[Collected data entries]
☆ ☆ ☆ ☆ ☆ ☆ ☆
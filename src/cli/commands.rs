//! CLI command implementations

use std::sync::Arc;

use tracing_subscriber::EnvFilter;

use super::args::{Cli, Command};
use super::errors::{CliError, CliResult};
use crate::config::StoreConfig;
use crate::dispatch::Dispatcher;
use crate::server::{HttpServerConfig, PromptServer};
use crate::store::InMemoryStore;

/// Parse arguments and run the selected command.
pub fn run() -> CliResult<()> {
    let cli = Cli::parse_args();
    match cli.command {
        Command::Serve { host, port } => serve(host, port),
    }
}

/// Boot the facade and serve until interrupted.
///
/// The store configuration is read from the environment once here;
/// validation happens per request so a misconfigured process still
/// answers with ERROR envelopes instead of refusing to start.
pub fn serve(host: String, port: u16) -> CliResult<()> {
    tracing_subscriber::fmt()
        .with_env_filter(EnvFilter::try_from_default_env().unwrap_or_else(|_| EnvFilter::new("info")))
        .init();

    let config = StoreConfig::from_env();
    let store = Arc::new(InMemoryStore::new());
    let dispatcher = Dispatcher::new(config, store);
    let server = PromptServer::with_config(HttpServerConfig::with_addr(host, port), dispatcher);

    let rt = tokio::runtime::Runtime::new().map_err(CliError::Runtime)?;
    rt.block_on(server.start()).map_err(CliError::Server)
}
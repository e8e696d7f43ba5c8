//! End-to-end demo: chunk a random payload through a channel sink and
//! reassemble it on the receiving side.
//!
//!   RUST_LOG=debug cargo run --example round_trip

use std::num::NonZeroUsize;

use anyhow::{Context, Result};
use bytes::Bytes;
use rand::Rng;

use skiff_core::config::SkiffConfig;
use skiff_core::envelope::{BusinessData, Header, MetaData, TaskType};
use skiff_stream::{ChannelSink, EnvelopeBuilder, Reassembler};

fn random_payload(len: usize) -> Bytes {
    const ALPHABET: &[u8] =
        b"ABCDEFGHIJKLMNOPQRSTUVWXYZabcdefghijklmnopqrstuvwxyz0123456789";
    let mut rng = rand::thread_rng();
    (0..len)
        .map(|_| ALPHABET[rng.gen_range(0..ALPHABET.len())])
        .collect::<Vec<u8>>()
        .into()
}

#[tokio::main]
async fn main() -> Result<()> {
    tracing_subscriber::fmt()
        .with_env_filter(tracing_subscriber::EnvFilter::from_default_env())
        .init();

    let config = SkiffConfig::load().unwrap_or_else(|e| {
        tracing::warn!(error = %e, "failed to load config, using defaults");
        SkiffConfig::default()
    });

    // Small chunk size so the demo actually splits something.
    let chunk_size = NonZeroUsize::new(5).context("chunk size")?;
    let payload = random_payload(77);
    println!("payload: {} bytes", payload.len());

    let header = Header::new(config.identity.app_id, config.identity.session_id);
    let metadata = MetaData::new("test", "word");
    let business = BusinessData::new(TaskType::Function, r#"{"name":"test"}"#);

    let (mut sink, mut rx) = ChannelSink::new();
    let report = EnvelopeBuilder::new(chunk_size)
        .send_payload(&mut sink, &header, &metadata, &business, Some(payload.clone()))
        .await?;
    drop(sink);
    println!(
        "sent {} units ({} chunks, {} payload bytes)",
        report.units_sent, report.chunk_total, report.payload_bytes
    );

    let reassembler = Reassembler::new();
    while let Some(unit) = rx.recv().await {
        println!("  unit: {} bytes", unit.len());
        if let Some(message) = reassembler.accept(&unit)? {
            println!(
                "reassembled {} bytes for {}",
                message.payload.len(),
                message.header.msg_id
            );
            assert_eq!(message.payload, payload);
        }
    }

    Ok(())
}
☆ ☆ ☆ ☆ ☆ ☆ ☆
Task directions:
Every line in the entries above that mentions the word "demo" must be shown.

Solved exercise:
//! End-to-end demo: chunk a random payload through a channel sink and
    // Small chunk size so the demo actually splits something.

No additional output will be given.